Tips for Lightening Your Schedule
Boosting your productivity might not be possible. I have a great deal of flexibility with my projects and commitments. If you’re married with kids and work 60-hour workweeks normally, then a schedule overload might kill you. Here are some tips for lightening your schedule while reducing the damage:
- Create a Consequences Table. Instead of looking at the payoff if you do finish a task, look at what will happen if you don’t. I’m not a fan of this strategy in down times, because it can overvalue urgent, but unimportant tasks. But in an overload, knowing what will hurt you the least to drop can be a lifesaver.

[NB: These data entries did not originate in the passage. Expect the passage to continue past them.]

//! Op constructors.
//!
//! Translators build ops through these methods rather than spelling out
//! `Op` variants, so that scalar result types (always boolean for
//! predicates) and bookkeeping side effects (relationship property
//! references, unnest tables) stay consistent.

use querytree_md::{ExtentId, TypeUsage};

use crate::command::Command;
use crate::error::contract_violation;
use crate::ops::{
    ArithmeticKind, ComparisonKind, ConditionalKind, ConstantValue, Op, SetOpBody, SortKey,
};
use crate::rel_property::RelProperty;
use crate::table::TableId;
use crate::var::{Var, VarMap};
use crate::var_vec::VarVec;

impl Command {
    // ------------------------------------------------------------------------
    // Scalar ops
    // ------------------------------------------------------------------------

    pub fn create_constant_op(&self, value: ConstantValue, ty: TypeUsage) -> Op {
        Op::Constant { value, ty }
    }

    pub fn create_internal_constant_op(&self, value: ConstantValue, ty: TypeUsage) -> Op {
        Op::InternalConstant { value, ty }
    }

    pub fn create_null_op(&self, ty: TypeUsage) -> Op {
        Op::Null { ty }
    }

    /// Reference to `var`, typed as the var.
    #[track_caller]
    pub fn create_var_ref_op(&self, var: Var) -> Op {
        Op::VarRef {
            var,
            ty: self.var_type(var),
        }
    }

    pub fn create_comparison_op(&self, kind: ComparisonKind) -> Op {
        Op::Comparison {
            kind,
            ty: self.boolean_type(),
        }
    }

    pub fn create_like_op(&self) -> Op {
        Op::Like {
            ty: self.boolean_type(),
        }
    }

    pub fn create_arithmetic_op(&self, kind: ArithmeticKind, ty: TypeUsage) -> Op {
        Op::Arithmetic { kind, ty }
    }

    pub fn create_conditional_op(&self, kind: ConditionalKind) -> Op {
        Op::Conditional {
            kind,
            ty: self.boolean_type(),
        }
    }

    pub fn create_case_op(&self, ty: TypeUsage) -> Op {
        Op::Case { ty }
    }

    pub fn create_cast_op(&self, ty: TypeUsage) -> Op {
        Op::Cast { ty }
    }

    pub fn create_soft_cast_op(&self, ty: TypeUsage) -> Op {
        Op::SoftCast { ty }
    }

    pub fn create_treat_op(&self, ty: TypeUsage) -> Op {
        Op::Treat { ty, is_fake: false }
    }

    /// Compile-time-only type assertion; never executed.
    pub fn create_fake_treat_op(&self, ty: TypeUsage) -> Op {
        Op::Treat { ty, is_fake: true }
    }

    pub fn create_is_of_op(&self, target: TypeUsage) -> Op {
        Op::IsOf {
            target,
            only: false,
            ty: self.boolean_type(),
        }
    }

    pub fn create_is_of_only_op(&self, target: TypeUsage) -> Op {
        Op::IsOf {
            target,
            only: true,
            ty: self.boolean_type(),
        }
    }

    pub fn create_function_op(&self, name: &str, ty: TypeUsage) -> Op {
        Op::Function {
            name: name.to_string(),
            ty,
        }
    }

    pub fn create_property_op(&self, name: &str, ty: TypeUsage) -> Op {
        Op::Property {
            name: name.to_string(),
            ty,
        }
    }

    /// `property` is recorded as referenced when a node carrying the op is
    /// created.
    pub fn create_rel_property_op(&self, property: RelProperty, ty: TypeUsage) -> Op {
        Op::RelProperty { property, ty }
    }

    /// Creating a node with this op records both `property` and its inverse
    /// as referenced.
    pub fn create_navigate_op(&self, ty: TypeUsage, property: RelProperty) -> Op {
        Op::Navigate { property, ty }
    }

    pub fn create_new_entity_op(&self, ty: TypeUsage, extent: Option<ExtentId>) -> Op {
        Op::NewEntity { extent, ty }
    }

    pub fn create_new_record_op(&self, ty: TypeUsage) -> Op {
        Op::NewRecord { ty }
    }

    pub fn create_new_multiset_op(&self, ty: TypeUsage) -> Op {
        Op::NewMultiset { ty }
    }

    pub fn create_aggregate_op(&self, name: &str, distinct: bool, ty: TypeUsage) -> Op {
        Op::Aggregate {
            name: name.to_string(),
            distinct,
            ty,
        }
    }

    pub fn create_exists_op(&self) -> Op {
        Op::Exists {
            ty: self.boolean_type(),
        }
    }

    pub fn create_element_op(&self, ty: TypeUsage) -> Op {
        Op::Element { ty }
    }

    pub fn create_collect_op(&self, ty: TypeUsage) -> Op {
        Op::Collect { ty }
    }

    pub fn create_get_entity_ref_op(&self, ty: TypeUsage) -> Op {
        Op::GetEntityRef { ty }
    }

    pub fn create_get_ref_key_op(&self, ty: TypeUsage) -> Op {
        Op::GetRefKey { ty }
    }

    pub fn create_deref_op(&self, ty: TypeUsage) -> Op {
        Op::Deref { ty }
    }

    // ------------------------------------------------------------------------
    // Relational ops
    // ------------------------------------------------------------------------

    #[track_caller]
    pub fn create_scan_table_op(&self, table: TableId) -> Op {
        self.table(table);
        Op::ScanTable { table }
    }

    #[track_caller]
    pub fn create_scan_view_op(&self, table: TableId) -> Op {
        self.table(table);
        Op::ScanView { table }
    }

    /// Unnest a collection-valued var into a fresh single-column table.
    #[track_caller]
    pub fn create_unnest_op(&mut self, var: Var) -> (Op, TableId) {
        let collection = self.var_type(var);
        let element = match self.metadata().element_type(collection) {
            Some(element) => element,
            None => contract_violation(format_args!(
                "cannot unnest {var} of non-collection type {}",
                self.metadata().type_name(collection)
            )),
        };
        let md = self.create_table_definition(element, None);
        let table = self.create_table_instance(md);
        (Op::Unnest { var, table }, table)
    }

    pub fn create_filter_op(&self) -> Op {
        Op::Filter
    }

    pub fn create_project_op(&self, outputs: VarVec) -> Op {
        Op::Project { outputs }
    }

    pub fn create_inner_join_op(&self) -> Op {
        Op::InnerJoin
    }

    pub fn create_left_outer_join_op(&self) -> Op {
        Op::LeftOuterJoin
    }

    pub fn create_full_outer_join_op(&self) -> Op {
        Op::FullOuterJoin
    }

    pub fn create_cross_join_op(&self) -> Op {
        Op::CrossJoin
    }

    pub fn create_cross_apply_op(&self) -> Op {
        Op::CrossApply
    }

    pub fn create_outer_apply_op(&self) -> Op {
        Op::OuterApply
    }

    fn set_op_body(&self, left: VarMap, right: VarMap) -> SetOpBody {
        let outputs = VarVec::from_vars(left.outputs());
        debug_assert!(right.outputs().all(|v| outputs.is_set(v)));
        SetOpBody {
            outputs,
            var_maps: [left, right],
        }
    }

    pub fn create_union_all_op(&self, left: VarMap, right: VarMap) -> Op {
        Op::UnionAll(self.set_op_body(left, right))
    }

    pub fn create_intersect_op(&self, left: VarMap, right: VarMap) -> Op {
        Op::Intersect(self.set_op_body(left, right))
    }

    pub fn create_except_op(&self, left: VarMap, right: VarMap) -> Op {
        Op::Except(self.set_op_body(left, right))
    }

    pub fn create_distinct_op(&self, keys: VarVec) -> Op {
        Op::Distinct { keys }
    }

    pub fn create_sort_op(&self, keys: Vec<SortKey>) -> Op {
        Op::Sort { keys }
    }

    pub fn create_constrained_sort_op(&self, keys: Vec<SortKey>, with_ties: bool) -> Op {
        Op::ConstrainedSort { keys, with_ties }
    }

    pub fn create_group_by_op(&self, keys: VarVec, outputs: VarVec) -> Op {
        Op::GroupBy { keys, outputs }
    }

    pub fn create_single_row_op(&self) -> Op {
        Op::SingleRow
    }

    pub fn create_single_row_table_op(&self) -> Op {
        Op::SingleRowTable
    }

    // ------------------------------------------------------------------------
    // Ancillary ops
    // ------------------------------------------------------------------------

    pub fn create_var_def_op(&self, var: Var) -> Op {
        Op::VarDef { var }
    }

    pub fn create_var_def_list_op(&self) -> Op {
        Op::VarDefList
    }
}

#[cfg(test)]
mod tests {
    use super::*;
    use querytree_md::{MetadataWorkspace, Multiplicity, Property, RelationshipEnd};
    use std::sync::Arc;

    #[test]
    fn navigate_node_records_property_and_inverse() {
        let md = Arc::new(MetadataWorkspace::new());
        let int = md.primitive(querytree_md::PrimitiveKind::Int32).unwrap();
        let customer = md
            .define_entity_type("Customer", None, vec![Property::new("Id", int)], &["Id"])
            .unwrap();
        let order = md
            .define_entity_type("Order", None, vec![Property::new("Id", int)], &["Id"])
            .unwrap();
        let rel = md
            .define_relationship(
                "CustomerOrders",
                [
                    RelationshipEnd::new("Customer", customer, Multiplicity::One),
                    RelationshipEnd::new("Orders", order, Multiplicity::Many),
                ],
            )
            .unwrap();

        let mut cmd = Command::new(Arc::clone(&md)).unwrap();
        let walk = RelProperty::new(&md, rel, "Customer", "Orders");
        let ty = md.collection_of(md.ref_of(order));
        let op = cmd.create_navigate_op(ty, walk.clone());
        assert_eq!(op.result_type(), Some(ty));
        assert!(cmd.referenced_rel_properties().is_empty());

        let source = cmd.create_node(Op::Null { ty: md.ref_of(customer) }, []);
        cmd.create_node(op, [source]);
        assert!(cmd.is_rel_property_referenced(&walk));
        assert!(cmd.is_rel_property_referenced(&walk.inverse()));
        assert_eq!(cmd.referenced_rel_properties().len(), 2);
    }

    #[test]
    fn predicates_are_boolean() {
        let cmd = Command::new(Arc::new(MetadataWorkspace::new())).unwrap();
        let boolean = cmd.boolean_type();
        assert_eq!(cmd.create_comparison_op(ComparisonKind::Lt).result_type(), Some(boolean));
        assert_eq!(cmd.create_exists_op().result_type(), Some(boolean));
        assert_eq!(
            cmd.create_is_of_only_op(cmd.string_type()).result_type(),
            Some(boolean)
        );
    }

    #[test]
    fn unnest_creates_element_table() {
        let mut cmd = Command::new(Arc::new(MetadataWorkspace::new())).unwrap();
        let int = cmd.integer_type();
        let ints = cmd.metadata().collection_of(int);
        let v = cmd.create_computed_var(ints);
        let (op, table) = cmd.create_unnest_op(v);

        assert_eq!(op, Op::Unnest { var: v, table });
        let md = cmd.table(table).md();
        assert_eq!(md.columns().len(), 1);
        assert_eq!(md.columns()[0].ty, int);
        assert!(md.is_flattened());
    }
}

- Lower Your Quality Threshold. Lower the standards for what you consider “good enough”. Mediocre work won’t win you awards, but it can save you a lot of time without the costs of breaking a commitment.
- Explain Your Situation. If you need to break a promise with someone, explain what has happened and why you won’t be able to help. An explanation won’t undo the damage, but it gives you room for repaying the debt later.

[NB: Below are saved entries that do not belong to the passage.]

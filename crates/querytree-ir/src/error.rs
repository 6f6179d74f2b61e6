//! Error types.
//!
//! Two classes of failure exist in this crate:
//!
//! - [`IrError`]: reported conditions a translator propagates with `?`
//!   (duplicate/unknown parameter names, operands with no common type,
//!   config files that cannot be read) plus the one environment fault, a
//!   metadata provider that lacks a mandatory primitive type.
//! - contract violations: malformed IR construction (arity mismatch, a
//!   replaced var dereferenced, a foreign node/table id). These go through
//!   [`contract_violation`] and panic; the Command is unusable afterwards.
//!
//! Neither class is retried. A Command that produced an error is discarded.

use querytree_md::PrimitiveKind;
use std::path::PathBuf;
use thiserror::Error;

#[derive(Debug, Error)]
pub enum IrError {
    #[error("parameter `{0}` is already defined")]
    DuplicateParameter(String),

    #[error("unknown parameter `{0}`")]
    UnknownParameter(String),

    /// The metadata provider cannot supply a primitive the IR depends on.
    #[error("incompatible metadata provider: missing primitive type {}", .missing.name())]
    IncompatibleProvider { missing: PrimitiveKind },

    #[error("no common type for comparison operands `{left}` and `{right}`")]
    NoCommonType { left: String, right: String },

    #[error("failed to read config {path}: {source}")]
    ConfigIo {
        path: PathBuf,
        #[source]
        source: std::io::Error,
    },

    #[error("invalid config {path}: {source}")]
    ConfigParse {
        path: PathBuf,
        #[source]
        source: serde_json::Error,
    },
}

pub type Result<T> = std::result::Result<T, IrError>;

/// Abort IR construction after a caller-contract violation.
#[track_caller]
#[cold]
pub(crate) fn contract_violation(message: impl std::fmt::Display) -> ! {
    let location = std::panic::Location::caller();
    tracing::error!(%location, "ir contract violation: {message}");
    panic!("ir contract violation: {message}");
}

/// Panic through [`contract_violation`] unless `$cond` holds.
macro_rules! ir_assert {
    ($cond:expr, $($arg:tt)+) => {
        if !$cond {
            $crate::error::contract_violation(format_args!($($arg)+));
        }
    };
}

pub(crate) use ir_assert;
//! The owning context of one IR graph.
//!
//! A [`Command`] owns every node, var, table and pooled set created for one
//! query compilation, and is the only way to create or replace any of them.
//! Id counters live here: node ids and var ids are arena slots, handed out
//! strictly increasing from zero and never reused.
//!
//! Op constructors live in `factory.rs`, derived tree builders in
//! `builders.rs`, and node-info derivation in `node_info.rs`; all of them are
//! `impl Command` blocks over the state defined here.

use ahash::AHashMap;
use querytree_md::{ExtentId, MetadataWorkspace, PrimitiveKind, Property, TypeKind, TypeUsage};
use std::collections::BTreeSet;
use std::sync::Arc;

use crate::config::CommandConfig;
use crate::error::{contract_violation, ir_assert, IrError, Result};
use crate::node::{Node, NodeId};
use crate::node_info::NodeInfo;
use crate::ops::{Arity, Op};
use crate::rel_property::RelProperty;
use crate::table::{ColumnMd, Table, TableId, TableMd};
use crate::var::{Var, VarData, VarKind, VarType};
use crate::var_vec::{Pool, PoolStats, VarVec, VarVecEnumerator};

/// Pool counters for both pools of a Command.
#[derive(Debug, Clone, Copy, Default, PartialEq, Eq)]
pub struct CommandPoolStats {
    pub var_vecs: PoolStats,
    pub enumerators: PoolStats,
}

pub struct Command {
    md: Arc<MetadataWorkspace>,
    config: CommandConfig,

    boolean_type: TypeUsage,
    integer_type: TypeUsage,
    string_type: TypeUsage,

    nodes: Vec<Node>,
    vars: Vec<VarData>,
    parameters: AHashMap<String, Var>,
    tables: Vec<Table>,
    root: Option<NodeId>,

    var_vec_pool: Pool<VarVec>,
    enumerator_pool: Pool<VarVecEnumerator>,

    rel_properties: BTreeSet<RelProperty>,
    /// Nodes whose op reads each table's columns.
    table_readers: AHashMap<TableId, Vec<NodeId>>,

    /// Indexed by node id; `None` means not computed (or invalidated).
    pub(crate) node_info: Vec<Option<NodeInfo>>,
}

- Triage. Triage is a principle from war-time medics. The idea is that you don’t treat the patients that will live without treatment. You also don’t treat the patients that will die with the treatment. Focus your efforts on the injuries where medical attention can save a life. Apply the same concept to your projects by focusing your energy where it has the biggest impact.
- Defer, When Possible. If a task can be put off, put it off. Selective procrastination can keep you focused in an overload.
- Eliminate Noisy Tasks. Noisy tasks are activities that draw your attention, but don’t have major consequences for avoiding them. Shutting down email, not picking up your phone and ignoring some requests can save you time with few short-term side effects.
- Decide What Your Priority Is. What is your global priority in life at this moment? Is it work? Family? Health? Finances? Use that as a guide for deciding what to drop.
Avoiding a crunch is the best solution. It’s far better to work with a calm focus at a sustainable pace than scramble to finish everything last-minute. But, when that fails, you might as well have a strategy to all the scrambling you’ll be doing.